[Saved entries]
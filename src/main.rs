use std::rc::Rc;

use dioxus::prelude::*;
use portfolio::views::{ About, Contact, Footer, Hero, Navbar, Projects, Skills };
use portfolio::{ browser_view_state, ScrollWatcher, Theme };

const FAVICON: Asset = asset!("/assets/favicon.ico");
const MAIN_CSS: Asset = asset!("/assets/styling/main.css");

fn main() {
    #[cfg(not(target_arch = "wasm32"))]
    {
        if std::env::var("RUST_LOG").is_err() {
            std::env::set_var("RUST_LOG", "info");
        }
        env_logger::init();
    }

    #[cfg(target_arch = "wasm32")]
    {
        console_log::init_with_level(log::Level::Info).unwrap();
    }

    dioxus::launch(App);
}

#[component]
fn App() -> Element {
    let mut view = use_signal(browser_view_state);
    use_context_provider(|| view);

    // Lives as long as the root component; dropping it removes the listener.
    let _watcher = use_hook(|| {
        Rc::new(ScrollWatcher::subscribe(move |offset| view.write().on_scroll(offset)))
    });

    rsx! {
        div {
            class: if view().theme() == Theme::Dark { "app dark" } else { "app light" },
            document::Link { rel: "icon", href: FAVICON }
            document::Link { rel: "stylesheet", href: MAIN_CSS }
            Navbar {}
            Hero {}
            About {}
            Projects {}
            Skills {}
            Contact {}
            Footer {}
        }
    }
}
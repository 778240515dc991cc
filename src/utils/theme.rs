use serde::{ Deserialize, Serialize };

/// Display mode chosen by the visitor, or inferred from the system
/// color-scheme when nothing was chosen yet.
#[derive(Clone, Copy, Debug, PartialEq, Eq, Serialize, Deserialize)]
pub enum Theme {
    Light,
    Dark,
}

impl Theme {
    pub fn flipped(self) -> Self {
        match self {
            Theme::Light => Theme::Dark,
            Theme::Dark => Theme::Light,
        }
    }

    /// The literal written to localStorage.
    pub fn storage_value(self) -> &'static str {
        match self {
            Theme::Light => "light",
            Theme::Dark => "dark",
        }
    }

    /// Anything other than the two known literals counts as "no stored
    /// preference" and falls through to the ambient probe.
    pub fn from_storage_value(value: &str) -> Option<Self> {
        match value {
            "light" => Some(Theme::Light),
            "dark" => Some(Theme::Dark),
            _ => None,
        }
    }
}
use chrono::Datelike;
use dioxus::prelude::*;

use crate::configs::content::PROFILE;

const FOOTER_CSS: Asset = asset!("/assets/styling/footer.css");

#[component]
pub fn Footer() -> Element {
    let year = chrono::Local::now().year();

    rsx! {
        document::Link { rel: "stylesheet", href: FOOTER_CSS }

        footer {
            class: "footer",
            p { "© {year} {PROFILE.name}. All rights reserved." }
            p { class: "footer-sub", "Built with Rust & Dioxus" }
        }
    }
}
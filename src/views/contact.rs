use dioxus::events::FormData;
use dioxus::prelude::*;

use crate::configs::content::{ section, PROFILE };
use crate::error::FormError;
use crate::utils::validate_contact;

const CONTACT_CSS: Asset = asset!("/assets/styling/contact.css");

const ACK_MESSAGE: &str = "Thank you for your message! I will get back to you soon.";

#[component]
pub fn Contact() -> Element {
    let mut name = use_signal(String::new);
    let mut email = use_signal(String::new);
    let mut message = use_signal(String::new);
    let mut outcome = use_signal(|| None::<Result<&'static str, FormError>>);

    let submit = move |evt: Event<FormData>| {
        evt.prevent_default();

        match validate_contact(&name.read(), &email.read(), &message.read()) {
            Ok(accepted) => {
                // The message goes nowhere; the log line is all that remains of it.
                log::info!(
                    "contact message accepted: {}",
                    serde_json::to_string(&accepted).unwrap_or_default()
                );
                name.set(String::new());
                email.set(String::new());
                message.set(String::new());
                outcome.set(Some(Ok(ACK_MESSAGE)));
            }
            Err(err) => outcome.set(Some(Err(err))),
        }
    };

    rsx! {
        document::Link { rel: "stylesheet", href: CONTACT_CSS }

        section {
            id: section::CONTACT,
            class: "section dark-section",
            h2 { class: "section-title", "Get In Touch" }
            div {
                class: "contact-container",
                div {
                    class: "contact-info",
                    div {
                        class: "contact-item",
                        div {
                            h4 { "Email" }
                            p { {PROFILE.email} }
                        }
                    }
                    div {
                        class: "contact-item",
                        div {
                            h4 { "Phone" }
                            p { {PROFILE.phone} }
                        }
                    }
                    div {
                        class: "contact-item",
                        div {
                            h4 { "Location" }
                            p { {PROFILE.location} }
                        }
                    }
                }

                form {
                    class: "contact-form",
                    onsubmit: submit,
                    div {
                        class: "form-group",
                        label { r#for: "name", "Name" }
                        input {
                            r#type: "text",
                            id: "name",
                            placeholder: "Your name",
                            value: "{name}",
                            oninput: move |evt| name.set(evt.value()),
                        }
                    }
                    div {
                        class: "form-group",
                        label { r#for: "email", "Email" }
                        input {
                            r#type: "email",
                            id: "email",
                            placeholder: "Your email",
                            value: "{email}",
                            oninput: move |evt| email.set(evt.value()),
                        }
                    }
                    div {
                        class: "form-group",
                        label { r#for: "message", "Message" }
                        textarea {
                            id: "message",
                            rows: "4",
                            placeholder: "Your message",
                            value: "{message}",
                            oninput: move |evt| message.set(evt.value()),
                        }
                    }
                    button { r#type: "submit", class: "btn-primary", "Send Message" }

                    {outcome.read().as_ref().map(|result| match result {
                        Ok(ack) => rsx! {
                            p { class: "form-feedback ok", "{ack}" }
                        },
                        Err(err) => rsx! {
                            p { class: "form-feedback error", "{err}" }
                        },
                    })}
                }
            }
        }
    }
}
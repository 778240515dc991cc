use dioxus::prelude::*;

use crate::configs::content::PROFILE;

#[component]
pub fn SocialLinks() -> Element {
    rsx! {
        div {
            class: "social-links",
            a {
                class: "social-link",
                href: PROFILE.github,
                target: "_blank",
                rel: "noopener noreferrer",
                aria_label: "GitHub",
                "GitHub"
            }
            a {
                class: "social-link",
                href: PROFILE.linkedin,
                target: "_blank",
                rel: "noopener noreferrer",
                aria_label: "LinkedIn",
                "LinkedIn"
            }
            a {
                class: "social-link",
                href: "mailto:{PROFILE.email}",
                aria_label: "Email",
                "Email"
            }
        }
    }
}
pub mod browser;
mod theme;
mod validate;
mod view_state;

pub use browser::{
    browser_view_state,
    AnchorScroller,
    ColorSchemeProbe,
    PreferenceStore,
    ScrollWatcher,
};
pub use theme::Theme;
pub use validate::{ validate_contact, ContactMessage };
pub use view_state::ViewState;
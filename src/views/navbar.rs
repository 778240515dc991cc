use dioxus::prelude::*;

use crate::configs::content::NAV_ITEMS;
use crate::utils::{ Theme, ViewState };

const NAVBAR_CSS: Asset = asset!("/assets/styling/navbar.css");

#[component(no_case_check)]
pub fn Navbar() -> Element {
    let mut view = use_context::<Signal<ViewState>>();

    rsx! {
        document::Link { rel: "stylesheet", href: NAVBAR_CSS }

        nav {
            class: if view().scrolled() { "navbar scrolled" } else { "navbar" },
            div {
                class: "nav-container",
                div { class: "logo", "Portfolio" }

                div {
                    class: "nav-desktop",
                    for item in NAV_ITEMS {
                        a {
                            key: "{item.label}",
                            class: "nav-link",
                            href: "#{item.target}",
                            onclick: move |evt| {
                                evt.prevent_default();
                                view.write().navigate_to(item.target);
                            },
                            "{item.label}"
                        }
                    }
                    ThemeButton {}
                }

                div {
                    class: "nav-mobile",
                    ThemeButton {}
                    button {
                        class: "menu-btn",
                        aria_label: if view().menu_open() { "Close menu" } else { "Open menu" },
                        onclick: move |_| view.write().toggle_menu(),
                        if view().menu_open() {
                            "✕"
                        } else {
                            "☰"
                        }
                    }
                }
            }

            if view().menu_open() {
                div {
                    class: "mobile-menu",
                    for item in NAV_ITEMS {
                        a {
                            key: "{item.label}",
                            class: "mobile-nav-link",
                            href: "#{item.target}",
                            onclick: move |evt| {
                                evt.prevent_default();
                                view.write().navigate_to(item.target);
                            },
                            "{item.label}"
                        }
                    }
                }
            }
        }
    }
}

#[component]
fn ThemeButton() -> Element {
    let mut view = use_context::<Signal<ViewState>>();

    rsx! {
        button {
            class: "theme-btn",
            aria_label: if view().theme() == Theme::Dark {
                "Switch to light mode"
            } else {
                "Switch to dark mode"
            },
            onclick: move |_| view.write().toggle_theme(),
            if view().theme() == Theme::Dark {
                "🌞"
            } else {
                "🌙"
            }
        }
    }
}
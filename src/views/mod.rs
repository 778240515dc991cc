mod about;
mod contact;
mod footer;
mod hero;
mod navbar;
mod projects;
mod skills;

pub use about::About;
pub use contact::Contact;
pub use footer::Footer;
pub use hero::Hero;
pub use navbar::Navbar;
pub use projects::Projects;
pub use skills::Skills;
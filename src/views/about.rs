use dioxus::prelude::*;

use crate::configs::content::{ section, SERVICES };

const ABOUT_CSS: Asset = asset!("/assets/styling/about.css");

#[component]
pub fn About() -> Element {
    rsx! {
        document::Link { rel: "stylesheet", href: ABOUT_CSS }

        section {
            id: section::ABOUT,
            class: "section",
            h2 { class: "section-title", "About Me" }
            div {
                class: "services",
                for card in SERVICES {
                    div {
                        key: "{card.title}",
                        class: "service-card",
                        div { class: "service-icon", {card.icon} }
                        h3 { class: "service-title", {card.title} }
                        p { class: "service-description", {card.description} }
                    }
                }
            }
        }
    }
}
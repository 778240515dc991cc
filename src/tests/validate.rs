#[cfg(test)]
mod tests {
    use crate::error::FormError;
    use crate::tests::common;
    use crate::utils::validate_contact;

    #[test]
    fn accepts_and_trims_a_complete_message() {
        common::setup();

        let accepted = validate_contact(
            "  Ada Lovelace ",
            " ada@example.com ",
            " Hello there.\n"
        ).expect("valid input");

        assert_eq!(accepted.name, "Ada Lovelace");
        assert_eq!(accepted.email, "ada@example.com");
        assert_eq!(accepted.message, "Hello there.");
    }

    #[test]
    fn rejects_blank_name_first() {
        common::setup();

        assert_eq!(validate_contact("", "ada@example.com", "hi"), Err(FormError::EmptyName));
        assert_eq!(validate_contact("   ", "not-an-email", ""), Err(FormError::EmptyName));
    }

    #[test]
    fn rejects_malformed_email() {
        common::setup();

        for email in ["", "ada", "ada@", "@example.com", "ada@example", "a b@example.com"] {
            assert_eq!(
                validate_contact("Ada", email, "hi"),
                Err(FormError::InvalidEmail),
                "email {:?} should be rejected",
                email
            );
        }
    }

    #[test]
    fn rejects_blank_message() {
        common::setup();

        assert_eq!(validate_contact("Ada", "ada@example.com", ""), Err(FormError::EmptyMessage));
        assert_eq!(
            validate_contact("Ada", "ada@example.com", "  \n "),
            Err(FormError::EmptyMessage)
        );
    }

    #[test]
    fn accepted_message_serializes_for_the_log_line() {
        common::setup();

        let accepted = validate_contact("Ada", "ada@example.com", "hi").expect("valid input");
        let json = serde_json::to_string(&accepted).expect("serializable");
        assert!(json.contains("\"name\":\"Ada\""));
        assert!(json.contains("\"email\":\"ada@example.com\""));
    }

    #[test]
    fn form_errors_display_inline_text() {
        common::setup();

        assert_eq!(FormError::EmptyName.to_string(), "Please enter your name");
        assert_eq!(FormError::InvalidEmail.to_string(), "Please enter a valid email address");
        assert_eq!(FormError::EmptyMessage.to_string(), "Please enter a message");
    }
}
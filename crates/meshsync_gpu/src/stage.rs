use bevy::render::render_resource::*;
use bevy::render::renderer::{RenderDevice, RenderQueue};
use meshsync_core::constants::WORKGROUP_SIZE;
use meshsync_core::Float3;

use crate::buffers::DisplacementBindings;

/// Ripple parameters sent to the GPU as a uniform buffer
#[repr(C)]
#[derive(Debug, Clone, Copy, bytemuck::Pod, bytemuck::Zeroable)]
pub struct RippleParams {
    pub time: f32,
    pub amplitude: f32,
    pub frequency: f32,
    pub speed: f32,
    pub frame_offset_x: f32,
    pub frame_offset_y: f32,
    pub vertex_count: u32,
    pub _pad: f32,
}

impl RippleParams {
    pub fn new(vertex_count: u32, frame_offset: [f32; 2]) -> Self {
        Self {
            time: 0.0,
            amplitude: 0.15,
            frequency: 6.0,
            speed: 2.5,
            frame_offset_x: frame_offset[0],
            frame_offset_y: frame_offset[1],
            vertex_count,
            _pad: 0.0,
        }
    }
}

/// Demo GPU stage: a compute pass that writes rippled positions into
/// whatever buffer is bound under `binding_name`.
pub struct RippleStage {
    pub pipeline: ComputePipeline,
    pub bind_group_layout: BindGroupLayout,
    pub rest_buffer: Buffer,
    pub params_buffer: Buffer,
    pub binding_name: String,
    pub vertex_count: u32,
    bind_group: Option<(BufferId, BindGroup)>,
}

impl RippleStage {
    pub fn new(
        device: &RenderDevice,
        rest_positions: &[Float3],
        params: &RippleParams,
        binding_name: &str,
    ) -> Self {
        let shader = device.create_shader_module(ShaderModuleDescriptor {
            label: Some("ripple_shader"),
            source: ShaderSource::Wgsl(include_str!("shaders/ripple.wgsl").into()),
        });

        let bind_group_layout = device.create_bind_group_layout(
            Some("ripple_bind_group_layout"),
            &[
                compute_buffer_entry(0, BufferBindingType::Storage { read_only: true }),
                compute_buffer_entry(1, BufferBindingType::Storage { read_only: false }),
                compute_buffer_entry(2, BufferBindingType::Uniform),
            ],
        );

        let pipeline_layout = device.create_pipeline_layout(&PipelineLayoutDescriptor {
            label: Some("ripple_pipeline_layout"),
            bind_group_layouts: &[&bind_group_layout],
            push_constant_ranges: &[],
        });

        let pipeline = device.create_compute_pipeline(&RawComputePipelineDescriptor {
            label: Some("ripple_compute_pipeline"),
            layout: Some(&pipeline_layout),
            module: &shader,
            entry_point: Some("main"),
            compilation_options: Default::default(),
            cache: None,
        });

        let rest_buffer = device.create_buffer_with_data(&BufferInitDescriptor {
            label: Some("ripple_rest_positions"),
            contents: bytemuck::cast_slice(rest_positions),
            usage: BufferUsages::STORAGE,
        });

        let params_buffer = device.create_buffer_with_data(&BufferInitDescriptor {
            label: Some("ripple_params"),
            contents: bytemuck::bytes_of(params),
            usage: BufferUsages::UNIFORM | BufferUsages::COPY_DST,
        });

        Self {
            pipeline,
            bind_group_layout,
            rest_buffer,
            params_buffer,
            binding_name: binding_name.to_string(),
            vertex_count: rest_positions.len() as u32,
            bind_group: None,
        }
    }

    /// Dispatch one ripple pass. Returns false while no displacement buffer is bound.
    pub fn dispatch(
        &mut self,
        device: &RenderDevice,
        queue: &RenderQueue,
        bindings: &DisplacementBindings,
        params: &RippleParams,
    ) -> bool {
        let Some((_, target)) = bindings.get(&self.binding_name) else {
            self.bind_group = None;
            return false;
        };

        // Rebuild when the channel reallocated its buffer
        let stale = self
            .bind_group
            .as_ref()
            .is_none_or(|(id, _)| *id != target.id());
        if stale {
            let bind_group = device.create_bind_group(
                Some("ripple_bind_group"),
                &self.bind_group_layout,
                &[
                    BindGroupEntry {
                        binding: 0,
                        resource: self.rest_buffer.as_entire_binding(),
                    },
                    BindGroupEntry {
                        binding: 1,
                        resource: target.as_entire_binding(),
                    },
                    BindGroupEntry {
                        binding: 2,
                        resource: self.params_buffer.as_entire_binding(),
                    },
                ],
            );
            self.bind_group = Some((target.id(), bind_group));
        }
        let Some((_, bind_group)) = self.bind_group.as_ref() else {
            return false;
        };

        queue.write_buffer(&self.params_buffer, 0, bytemuck::bytes_of(params));

        let mut encoder = device.create_command_encoder(&CommandEncoderDescriptor {
            label: Some("ripple_compute_encoder"),
        });

        {
            let mut pass = encoder.begin_compute_pass(&ComputePassDescriptor {
                label: Some("ripple_compute_pass"),
                timestamp_writes: None,
            });
            pass.set_pipeline(&self.pipeline);
            pass.set_bind_group(0, bind_group, &[]);
            let workgroups = self.vertex_count.div_ceil(WORKGROUP_SIZE);
            pass.dispatch_workgroups(workgroups, 1, 1);
        }

        queue.submit(std::iter::once(encoder.finish()));
        true
    }
}

fn compute_buffer_entry(binding: u32, ty: BufferBindingType) -> BindGroupLayoutEntry {
    BindGroupLayoutEntry {
        binding,
        visibility: ShaderStages::COMPUTE,
        ty: BindingType::Buffer {
            ty,
            has_dynamic_offset: false,
            min_binding_size: None,
        },
        count: None,
    }
}
use crate::error::SyncError;
use crate::types::{Bounds, Float3};

/// Read-only view of the mesh the displacement field deforms.
///
/// Every accessor hands back an owned copy, so a snapshot never aliases the
/// source asset.
pub trait SourceMesh {
    fn vertex_count(&self) -> usize;
    fn positions(&self) -> Vec<Float3>;
    /// Flat triangle list, three indices per triangle
    fn triangle_indices(&self) -> Vec<u32>;
    fn uvs(&self) -> Option<Vec<[f32; 2]>>;
    fn normals(&self) -> Option<Vec<[f32; 3]>>;
    fn tangents(&self) -> Option<Vec<[f32; 4]>>;
    fn colors(&self) -> Option<Vec<[f32; 4]>>;

    /// Bounds as stored on the source; computed from positions when absent
    fn bounds(&self) -> Option<Bounds> {
        None
    }
}

/// Plain owned attribute set, usable directly as a [`SourceMesh`]
#[derive(Debug, Clone, Default, PartialEq)]
pub struct MeshData {
    pub positions: Vec<Float3>,
    pub indices: Vec<u32>,
    pub uvs: Option<Vec<[f32; 2]>>,
    pub normals: Option<Vec<[f32; 3]>>,
    pub tangents: Option<Vec<[f32; 4]>>,
    pub colors: Option<Vec<[f32; 4]>>,
    pub bounds: Option<Bounds>,
}

impl MeshData {
    pub fn new(positions: Vec<Float3>, indices: Vec<u32>) -> Self {
        Self {
            positions,
            indices,
            ..Default::default()
        }
    }
}

impl SourceMesh for MeshData {
    fn vertex_count(&self) -> usize {
        self.positions.len()
    }

    fn positions(&self) -> Vec<Float3> {
        self.positions.clone()
    }

    fn triangle_indices(&self) -> Vec<u32> {
        self.indices.clone()
    }

    fn uvs(&self) -> Option<Vec<[f32; 2]>> {
        self.uvs.clone()
    }

    fn normals(&self) -> Option<Vec<[f32; 3]>> {
        self.normals.clone()
    }

    fn tangents(&self) -> Option<Vec<[f32; 4]>> {
        self.tangents.clone()
    }

    fn colors(&self) -> Option<Vec<[f32; 4]>> {
        self.colors.clone()
    }

    fn bounds(&self) -> Option<Bounds> {
        self.bounds
    }
}

/// Immutable CPU copy of the source mesh's static attributes.
///
/// Captured once when warm-up ends. The vertex count is fixed for the
/// snapshot's lifetime and every optional attribute has exactly that length.
#[derive(Debug, Clone, PartialEq)]
pub struct TopologySnapshot {
    positions: Vec<Float3>,
    indices: Vec<u32>,
    uvs: Option<Vec<[f32; 2]>>,
    normals: Option<Vec<[f32; 3]>>,
    tangents: Option<Vec<[f32; 4]>>,
    colors: Option<Vec<[f32; 4]>>,
    bounds: Bounds,
}

impl TopologySnapshot {
    pub fn capture(source: &impl SourceMesh) -> Result<Self, SyncError> {
        let positions = source.positions();
        let n = positions.len();
        if n == 0 || source.vertex_count() == 0 {
            return Err(SyncError::EmptyMesh);
        }
        if source.vertex_count() != n {
            return Err(SyncError::AttributeLength {
                attribute: "positions",
                expected: source.vertex_count(),
                actual: n,
            });
        }

        let uvs = check_len("uv", n, source.uvs())?;
        let normals = check_len("normals", n, source.normals())?;
        let tangents = check_len("tangents", n, source.tangents())?;
        let colors = check_len("colors", n, source.colors())?;

        // Non-empty positions always yield a box
        let bounds = match source.bounds() {
            Some(b) => b,
            None => Bounds::from_points(&positions).ok_or(SyncError::EmptyMesh)?,
        };

        Ok(Self {
            indices: source.triangle_indices(),
            positions,
            uvs,
            normals,
            tangents,
            colors,
            bounds,
        })
    }

    pub fn vertex_count(&self) -> usize {
        self.positions.len()
    }

    pub fn positions(&self) -> &[Float3] {
        &self.positions
    }

    pub fn indices(&self) -> &[u32] {
        &self.indices
    }

    pub fn triangle_count(&self) -> usize {
        self.indices.len() / 3
    }

    pub fn uvs(&self) -> Option<&[[f32; 2]]> {
        self.uvs.as_deref()
    }

    pub fn normals(&self) -> Option<&[[f32; 3]]> {
        self.normals.as_deref()
    }

    pub fn tangents(&self) -> Option<&[[f32; 4]]> {
        self.tangents.as_deref()
    }

    pub fn colors(&self) -> Option<&[[f32; 4]]> {
        self.colors.as_deref()
    }

    pub fn bounds(&self) -> Bounds {
        self.bounds
    }
}

fn check_len<T>(
    attribute: &'static str,
    expected: usize,
    values: Option<Vec<T>>,
) -> Result<Option<Vec<T>>, SyncError> {
    match values {
        // An empty optional attribute means "not present"
        Some(v) if v.is_empty() => Ok(None),
        Some(v) if v.len() != expected => Err(SyncError::AttributeLength {
            attribute,
            expected,
            actual: v.len(),
        }),
        other => Ok(other),
    }
}
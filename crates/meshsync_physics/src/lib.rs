pub mod applier;
pub mod collider;

pub use applier::{deform_vertex, DeformationApplier};
pub use collider::{CollisionMesh, ColliderPublisher, ColliderSink, RuntimeMesh, SharedCollider};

• **EXERCISE**:
The answer must be every line from the records above that contains "FAVICON".

• **ANSWER TO THE EXERCISE**:
const FAVICON: Asset = asset!("/assets/favicon.ico");
            document::Link { rel: "icon", href: FAVICON }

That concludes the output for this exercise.